実際に現場ではどのように運用されるのか?
環境問題への関心の高まりと共に、多くの企業でISO14001の環境マネジメントシステムが定着し、企業の経営の基盤になっています。
では、ISO14001は実際の製造現場においてどのように運用されているのでしょうか。
製造現場では、電気・ガス・石油などをはじめ鉱物などの資材や部品について、余計な資源を使わない取り組みや廃棄物を減らすなどの取り組みから、製品のリサイクルや再使用などが行われています。
また、流通の効率化によってトラックの排気ガスを減らすなど、環境に悪影響を与えないための取り組みも挙げられます。
ISO14001の運用は、このような取り組みの証拠にもなるようです。
たとえば使用している機器が正常に稼働して有害物質を排出していないかどうかを監視するため、機器の示す数値を記録するなどがそのひとつです。
他にも、操作を誤ると環境に影響を与えてしまう機器の操作において、マニュアルを用いて教育訓練を実施するなど、ISO14001はさまざまな角度から運用されています。

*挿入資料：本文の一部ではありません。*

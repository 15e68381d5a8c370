//! Typed failures surfaced by world operations.
//!
//! Collisions met while the turn engine runs are not errors; they are
//! reported as [`rol_core::Event`] values. These errors only cover direct
//! calls whose caller asked for something the world refuses to do.

use rol_core::{CellCoord, EntityId};
use thiserror::Error;

/// Reasons an entity could not be registered.
#[derive(Debug, Clone, Copy, PartialEq, Eq, Error)]
pub enum RegistrationError {
    /// The entity's cell lies outside the grid.
    #[error("cannot register entity at {cell}: outside the grid")]
    OutOfBounds {
        /// Cell the entity was placed on.
        cell: CellCoord,
    },
    /// Another entity already holds the entity's cell.
    #[error("cannot register entity at {cell}: occupied by {occupant}")]
    Occupied {
        /// Cell the entity was placed on.
        cell: CellCoord,
        /// Entity holding the cell.
        occupant: EntityId,
    },
}

/// Reasons a move could not be committed.
#[derive(Debug, Clone, Copy, PartialEq, Eq, Error)]
pub enum MoveError {
    /// No registered entity carries the identifier.
    #[error("entity {entity} is not registered")]
    UnknownEntity {
        /// Identifier that was looked up.
        entity: EntityId,
    },
    /// The destination lies outside the grid.
    #[error("cannot move to {cell}: outside the grid")]
    OutOfBounds {
        /// Destination cell.
        cell: CellCoord,
    },
    /// Another entity holds the destination.
    #[error("cannot move to {cell}: occupied by {occupant}")]
    Occupied {
        /// Destination cell.
        cell: CellCoord,
        /// Entity holding the destination.
        occupant: EntityId,
    },
}

/// Reasons an enemy could not be spawned.
#[derive(Debug, Clone, Copy, PartialEq, Eq, Error)]
pub enum SpawnError {
    /// Random sampling never landed on a free cell.
    #[error("no free cell found after {attempts} attempts")]
    NoFreeCell {
        /// Number of cells sampled.
        attempts: u32,
    },
}
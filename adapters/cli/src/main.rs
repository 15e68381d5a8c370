#![deny(
    unsafe_code,
    missing_docs,
    dead_code,
    unused_results,
    non_snake_case,
    unreachable_pub
)]

//! Command-line adapter that runs a scripted Rol session.

mod script;

use std::{fs, io, path::PathBuf, time::Duration};

use anyhow::{Context, Result};
use clap::{Parser, ValueEnum};
use rol_core::{Event, TurnPhase};
use rol_rendering::{RenderingBackend, TextCanvas, WriterBackend};
use rol_system_bootstrap::Bootstrap;
use rol_world::{self as world, query, GameConfig, World};

use script::KeyScript;

/// Run a headless Rol session driven by a key script.
#[derive(Parser, Debug)]
#[command(name = "rol", version)]
struct Cli {
    /// TOML configuration file; defaults apply when omitted
    #[arg(short, long)]
    config: Option<PathBuf>,

    /// Maximum number of phase steps to simulate
    #[arg(short, long, default_value = "200")]
    ticks: u32,

    /// Keys per player turn, e.g. `right,right,down+fire`
    #[arg(short, long, default_value = "")]
    keys: KeyScript,

    /// Overrides the configured spawn seed
    #[arg(long)]
    seed: Option<u64>,

    /// When frames are printed
    #[arg(long, value_enum, default_value_t = FrameMode::Turn)]
    frames: FrameMode,
}

/// Frame printing cadence.
#[derive(Clone, Copy, Debug, PartialEq, Eq, ValueEnum)]
enum FrameMode {
    /// Every time the player is asked for input.
    Turn,
    /// After every phase step.
    Tick,
    /// Once, when the run ends.
    Final,
}

/// Entry point for the Rol command-line interface.
fn main() -> Result<()> {
    tracing_subscriber::fmt()
        .with_env_filter(
            tracing_subscriber::EnvFilter::from_default_env()
                .add_directive(tracing::Level::INFO.into()),
        )
        .with_writer(io::stderr)
        .init();

    let cli = Cli::parse();
    let mut config = load_config(cli.config.as_ref())?;
    if let Some(seed) = cli.seed {
        config.rng_seed = seed;
    }

    let bootstrap = Bootstrap::new(config);
    let mut events = Vec::new();
    let mut world = bootstrap
        .build(&mut events)
        .context("failed to set up the session")?;
    println!("{}", bootstrap.welcome_banner(&world));

    let mut backend = WriterBackend::new(io::stdout());
    let ticks = run(&mut world, cli.ticks, cli.keys, cli.frames, &mut backend)?;

    let elapsed = bootstrap.config().loop_timeout() * ticks;
    present(&world, &format!("final after {ticks} ticks"), &mut backend)?;
    println!("{}", summary(&world, ticks, elapsed));
    Ok(())
}

fn load_config(path: Option<&PathBuf>) -> Result<GameConfig> {
    let Some(path) = path else {
        return Ok(GameConfig::default());
    };
    let source = fs::read_to_string(path)
        .with_context(|| format!("failed to read config file {}", path.display()))?;
    GameConfig::from_toml_str(&source)
        .with_context(|| format!("invalid config file {}", path.display()))
}

/// Steps the session until the tick budget, the script or the player runs
/// out, returning the number of steps taken.
fn run(
    world: &mut World,
    ticks: u32,
    mut script: KeyScript,
    frames: FrameMode,
    backend: &mut impl RenderingBackend,
) -> Result<u32> {
    let mut events = Vec::new();
    for tick in 0..ticks {
        if query::turn_phase(world) == TurnPhase::PlayerStart {
            if frames == FrameMode::Turn {
                present(world, &format!("turn at tick {tick}"), backend)?;
            }
            let Some(keys) = script.next_turn() else {
                tracing::info!("Key script exhausted at tick {}", tick);
                return Ok(tick);
            };
            for key in keys {
                world.key_down(key.code());
            }
        }

        events.clear();
        world::update(world, &mut events);
        log_events(&events);

        if frames == FrameMode::Tick {
            present(world, &format!("tick {tick}"), backend)?;
        }
        if query::is_game_over(world) {
            tracing::info!("Hero fell at tick {}", tick);
            return Ok(tick + 1);
        }
    }
    Ok(ticks)
}

fn present(world: &World, caption: &str, backend: &mut impl RenderingBackend) -> Result<()> {
    let (columns, rows) = query::grid(world).dimensions();
    let mut canvas = TextCanvas::new(columns, rows);
    world::draw(world, &mut canvas);
    backend.present(caption, &canvas.frame())
}

fn log_events(events: &[Event]) {
    for event in events {
        match event {
            Event::ActorDamaged { .. } | Event::SpawnFailed { .. } => {
                tracing::info!("{:?}", event);
            }
            _ => tracing::debug!("{:?}", event),
        }
    }
}

fn summary(world: &World, ticks: u32, elapsed: Duration) -> String {
    let hero = match query::player(world) {
        Some(player) => format!("hero at {} with {}/{} hp", player.cell, player.live_now, player.live),
        None => String::from("hero defeated"),
    };
    format!(
        "{ticks} ticks ({} ms simulated), {hero}, {} enemies, phase {:?}",
        elapsed.as_millis(),
        query::enemy_view(world).len(),
        query::turn_phase(world)
    )
}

国際規格ISO14000とISO14001についておさらい
ISO14000 | EMS(環境マネジメントシステム)に関する国際規格群の総省。環境問題に対して、企業が自主的に行動を起こしていくための規格。 | |
ISO14001 | EMS(環境マネジメントシステム)が満たさなければならない事項を定めた文書。自社の活動による環境への負荷を最小限にするよう定めた規格。 | 対応するJIS規格:JISQ14001(原文内容を和訳した文書) |
いかがでしょうか。ISO14000、ISO14001についてご興味のある方はさらに詳しくお調べになってみてください。